§ **WHAT IS EXPECTED**
Pick every line out of the entries below that holds the string "connecting", and report them.

(Stored items)
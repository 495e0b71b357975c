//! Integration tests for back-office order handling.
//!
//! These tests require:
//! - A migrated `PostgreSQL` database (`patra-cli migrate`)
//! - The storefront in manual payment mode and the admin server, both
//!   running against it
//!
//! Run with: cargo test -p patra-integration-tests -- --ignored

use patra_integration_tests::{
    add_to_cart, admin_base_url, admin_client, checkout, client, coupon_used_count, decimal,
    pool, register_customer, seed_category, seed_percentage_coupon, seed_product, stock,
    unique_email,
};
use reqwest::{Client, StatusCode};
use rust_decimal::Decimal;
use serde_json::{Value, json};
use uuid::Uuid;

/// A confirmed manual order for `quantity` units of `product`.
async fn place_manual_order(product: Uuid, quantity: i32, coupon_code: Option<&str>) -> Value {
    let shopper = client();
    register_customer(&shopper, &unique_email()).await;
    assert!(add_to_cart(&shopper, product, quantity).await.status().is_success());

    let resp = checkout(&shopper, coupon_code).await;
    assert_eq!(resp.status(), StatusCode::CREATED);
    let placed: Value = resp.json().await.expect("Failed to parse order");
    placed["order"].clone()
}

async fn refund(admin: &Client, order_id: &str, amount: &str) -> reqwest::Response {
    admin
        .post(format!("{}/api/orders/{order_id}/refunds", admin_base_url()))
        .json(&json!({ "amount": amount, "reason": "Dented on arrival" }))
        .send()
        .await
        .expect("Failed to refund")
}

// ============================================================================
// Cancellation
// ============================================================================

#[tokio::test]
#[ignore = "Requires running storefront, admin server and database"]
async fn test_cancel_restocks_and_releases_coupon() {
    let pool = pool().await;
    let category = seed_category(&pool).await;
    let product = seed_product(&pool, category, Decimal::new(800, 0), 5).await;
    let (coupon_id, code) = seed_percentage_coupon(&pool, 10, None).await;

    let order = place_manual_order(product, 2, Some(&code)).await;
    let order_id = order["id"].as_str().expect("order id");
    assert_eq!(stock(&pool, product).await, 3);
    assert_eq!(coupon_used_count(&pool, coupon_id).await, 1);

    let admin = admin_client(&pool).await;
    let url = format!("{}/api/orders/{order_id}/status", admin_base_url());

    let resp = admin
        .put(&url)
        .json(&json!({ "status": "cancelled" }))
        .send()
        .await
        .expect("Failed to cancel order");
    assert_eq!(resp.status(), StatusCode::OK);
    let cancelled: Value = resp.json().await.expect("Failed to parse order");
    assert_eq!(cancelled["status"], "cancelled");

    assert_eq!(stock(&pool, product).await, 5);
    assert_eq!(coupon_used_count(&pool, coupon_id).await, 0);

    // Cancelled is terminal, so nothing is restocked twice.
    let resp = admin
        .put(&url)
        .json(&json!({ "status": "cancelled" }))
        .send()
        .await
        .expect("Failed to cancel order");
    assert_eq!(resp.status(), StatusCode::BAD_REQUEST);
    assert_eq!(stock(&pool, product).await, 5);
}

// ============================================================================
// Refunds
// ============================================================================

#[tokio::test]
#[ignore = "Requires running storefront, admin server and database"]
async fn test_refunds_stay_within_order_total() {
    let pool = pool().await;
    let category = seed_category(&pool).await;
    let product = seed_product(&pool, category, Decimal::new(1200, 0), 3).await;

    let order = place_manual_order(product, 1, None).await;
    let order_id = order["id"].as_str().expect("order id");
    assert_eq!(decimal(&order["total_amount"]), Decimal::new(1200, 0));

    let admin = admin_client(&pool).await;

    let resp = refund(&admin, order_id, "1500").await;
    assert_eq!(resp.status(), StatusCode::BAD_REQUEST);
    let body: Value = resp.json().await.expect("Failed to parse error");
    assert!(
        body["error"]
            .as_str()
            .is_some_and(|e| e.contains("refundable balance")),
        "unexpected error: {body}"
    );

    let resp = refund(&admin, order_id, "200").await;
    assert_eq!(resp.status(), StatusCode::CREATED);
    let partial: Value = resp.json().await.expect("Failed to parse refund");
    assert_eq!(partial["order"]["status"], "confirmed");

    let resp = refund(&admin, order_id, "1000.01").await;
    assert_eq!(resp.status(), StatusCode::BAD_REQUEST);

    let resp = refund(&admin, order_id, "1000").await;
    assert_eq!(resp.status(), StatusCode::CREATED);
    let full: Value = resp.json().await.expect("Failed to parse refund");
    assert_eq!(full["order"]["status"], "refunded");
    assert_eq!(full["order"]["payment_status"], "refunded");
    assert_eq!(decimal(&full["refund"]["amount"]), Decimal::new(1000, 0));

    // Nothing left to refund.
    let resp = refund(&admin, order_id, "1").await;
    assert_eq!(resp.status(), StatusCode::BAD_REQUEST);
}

--

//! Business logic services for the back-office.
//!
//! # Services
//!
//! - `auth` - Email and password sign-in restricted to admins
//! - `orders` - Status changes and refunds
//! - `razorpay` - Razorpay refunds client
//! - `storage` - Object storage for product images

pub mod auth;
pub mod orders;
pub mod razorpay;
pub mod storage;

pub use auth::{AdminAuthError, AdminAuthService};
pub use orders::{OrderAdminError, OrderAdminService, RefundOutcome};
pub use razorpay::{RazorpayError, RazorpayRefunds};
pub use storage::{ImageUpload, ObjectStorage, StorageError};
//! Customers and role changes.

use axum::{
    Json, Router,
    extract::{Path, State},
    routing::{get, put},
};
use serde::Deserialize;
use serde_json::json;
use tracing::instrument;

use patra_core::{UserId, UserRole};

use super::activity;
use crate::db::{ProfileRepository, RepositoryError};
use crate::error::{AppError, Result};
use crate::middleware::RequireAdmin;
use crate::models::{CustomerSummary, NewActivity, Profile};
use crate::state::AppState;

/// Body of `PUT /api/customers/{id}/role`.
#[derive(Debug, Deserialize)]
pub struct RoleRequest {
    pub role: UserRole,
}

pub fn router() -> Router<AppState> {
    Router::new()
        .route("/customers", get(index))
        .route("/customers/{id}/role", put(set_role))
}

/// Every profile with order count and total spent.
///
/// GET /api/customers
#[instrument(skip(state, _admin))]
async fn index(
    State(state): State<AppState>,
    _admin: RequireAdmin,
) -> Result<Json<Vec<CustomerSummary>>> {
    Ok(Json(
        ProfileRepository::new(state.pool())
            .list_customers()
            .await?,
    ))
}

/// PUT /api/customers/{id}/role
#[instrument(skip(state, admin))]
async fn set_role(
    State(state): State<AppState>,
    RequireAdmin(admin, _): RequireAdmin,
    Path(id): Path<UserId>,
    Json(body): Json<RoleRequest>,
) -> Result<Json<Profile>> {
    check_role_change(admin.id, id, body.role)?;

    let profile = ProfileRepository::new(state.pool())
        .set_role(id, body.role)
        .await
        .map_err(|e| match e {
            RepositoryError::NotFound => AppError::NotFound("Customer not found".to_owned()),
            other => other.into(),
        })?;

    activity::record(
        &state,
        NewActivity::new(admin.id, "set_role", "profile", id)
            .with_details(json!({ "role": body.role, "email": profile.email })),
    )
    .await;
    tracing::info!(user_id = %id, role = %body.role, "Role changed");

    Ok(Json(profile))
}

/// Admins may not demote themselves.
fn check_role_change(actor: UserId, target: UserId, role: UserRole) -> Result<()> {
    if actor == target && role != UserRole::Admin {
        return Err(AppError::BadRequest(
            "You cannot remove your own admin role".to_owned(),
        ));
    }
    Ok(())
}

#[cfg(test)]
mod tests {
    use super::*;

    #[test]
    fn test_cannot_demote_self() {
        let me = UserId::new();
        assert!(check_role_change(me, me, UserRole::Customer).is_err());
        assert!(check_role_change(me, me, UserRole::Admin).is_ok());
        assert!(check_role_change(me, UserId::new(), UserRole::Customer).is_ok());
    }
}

...

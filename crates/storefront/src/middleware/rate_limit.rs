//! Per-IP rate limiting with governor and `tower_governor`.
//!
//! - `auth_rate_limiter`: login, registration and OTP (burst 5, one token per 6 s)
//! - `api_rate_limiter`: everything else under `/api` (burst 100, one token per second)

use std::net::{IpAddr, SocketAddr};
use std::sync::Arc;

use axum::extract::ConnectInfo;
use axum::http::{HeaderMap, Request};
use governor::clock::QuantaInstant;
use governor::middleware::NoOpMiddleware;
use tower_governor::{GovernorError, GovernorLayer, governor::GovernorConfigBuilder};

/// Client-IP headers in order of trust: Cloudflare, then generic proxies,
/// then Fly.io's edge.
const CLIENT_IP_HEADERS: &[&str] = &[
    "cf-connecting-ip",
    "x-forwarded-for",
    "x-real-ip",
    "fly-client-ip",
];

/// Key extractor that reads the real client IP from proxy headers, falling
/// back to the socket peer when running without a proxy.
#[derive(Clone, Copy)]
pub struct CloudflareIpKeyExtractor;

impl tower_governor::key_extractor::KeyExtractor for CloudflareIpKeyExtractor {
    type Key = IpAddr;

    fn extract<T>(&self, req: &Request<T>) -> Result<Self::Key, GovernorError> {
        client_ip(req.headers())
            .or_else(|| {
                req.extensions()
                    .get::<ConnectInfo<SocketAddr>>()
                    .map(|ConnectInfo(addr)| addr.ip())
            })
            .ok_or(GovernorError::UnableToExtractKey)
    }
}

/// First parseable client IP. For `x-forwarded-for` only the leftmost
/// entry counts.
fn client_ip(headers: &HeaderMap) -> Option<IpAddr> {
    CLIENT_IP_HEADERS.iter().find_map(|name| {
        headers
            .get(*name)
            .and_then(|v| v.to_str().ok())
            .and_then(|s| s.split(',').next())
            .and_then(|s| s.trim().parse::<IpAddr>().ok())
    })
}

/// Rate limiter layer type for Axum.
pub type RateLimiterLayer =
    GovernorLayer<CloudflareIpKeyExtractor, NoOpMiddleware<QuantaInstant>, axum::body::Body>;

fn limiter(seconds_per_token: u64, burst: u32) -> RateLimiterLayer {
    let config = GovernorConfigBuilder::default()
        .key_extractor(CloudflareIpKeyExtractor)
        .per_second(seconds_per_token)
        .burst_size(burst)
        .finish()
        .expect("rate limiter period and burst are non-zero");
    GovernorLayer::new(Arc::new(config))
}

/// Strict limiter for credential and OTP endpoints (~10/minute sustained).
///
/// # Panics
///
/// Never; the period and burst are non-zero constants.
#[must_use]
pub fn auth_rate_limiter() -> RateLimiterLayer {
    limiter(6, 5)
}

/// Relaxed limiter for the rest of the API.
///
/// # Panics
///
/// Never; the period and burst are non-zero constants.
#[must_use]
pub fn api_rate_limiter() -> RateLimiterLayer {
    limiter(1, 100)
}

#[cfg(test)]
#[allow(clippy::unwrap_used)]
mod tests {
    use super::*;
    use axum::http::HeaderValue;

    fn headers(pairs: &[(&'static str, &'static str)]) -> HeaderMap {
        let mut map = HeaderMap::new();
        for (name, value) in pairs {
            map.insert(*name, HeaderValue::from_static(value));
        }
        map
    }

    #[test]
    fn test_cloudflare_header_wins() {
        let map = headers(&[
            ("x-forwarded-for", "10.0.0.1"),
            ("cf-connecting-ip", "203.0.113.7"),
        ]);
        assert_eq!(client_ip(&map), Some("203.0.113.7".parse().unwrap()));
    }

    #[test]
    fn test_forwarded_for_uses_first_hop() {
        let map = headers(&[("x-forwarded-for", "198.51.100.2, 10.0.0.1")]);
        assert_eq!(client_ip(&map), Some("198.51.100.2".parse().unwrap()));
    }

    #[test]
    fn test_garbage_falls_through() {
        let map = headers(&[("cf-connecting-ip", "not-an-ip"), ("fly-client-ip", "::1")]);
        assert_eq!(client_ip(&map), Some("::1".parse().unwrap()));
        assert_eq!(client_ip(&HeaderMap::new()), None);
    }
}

§ **RESULT FOR THIS EXERCISE**
    "cf-connecting-ip",
            ("cf-connecting-ip", "203.0.113.7"),
        let map = headers(&[("cf-connecting-ip", "not-an-ip"), ("fly-client-ip", "::1")]);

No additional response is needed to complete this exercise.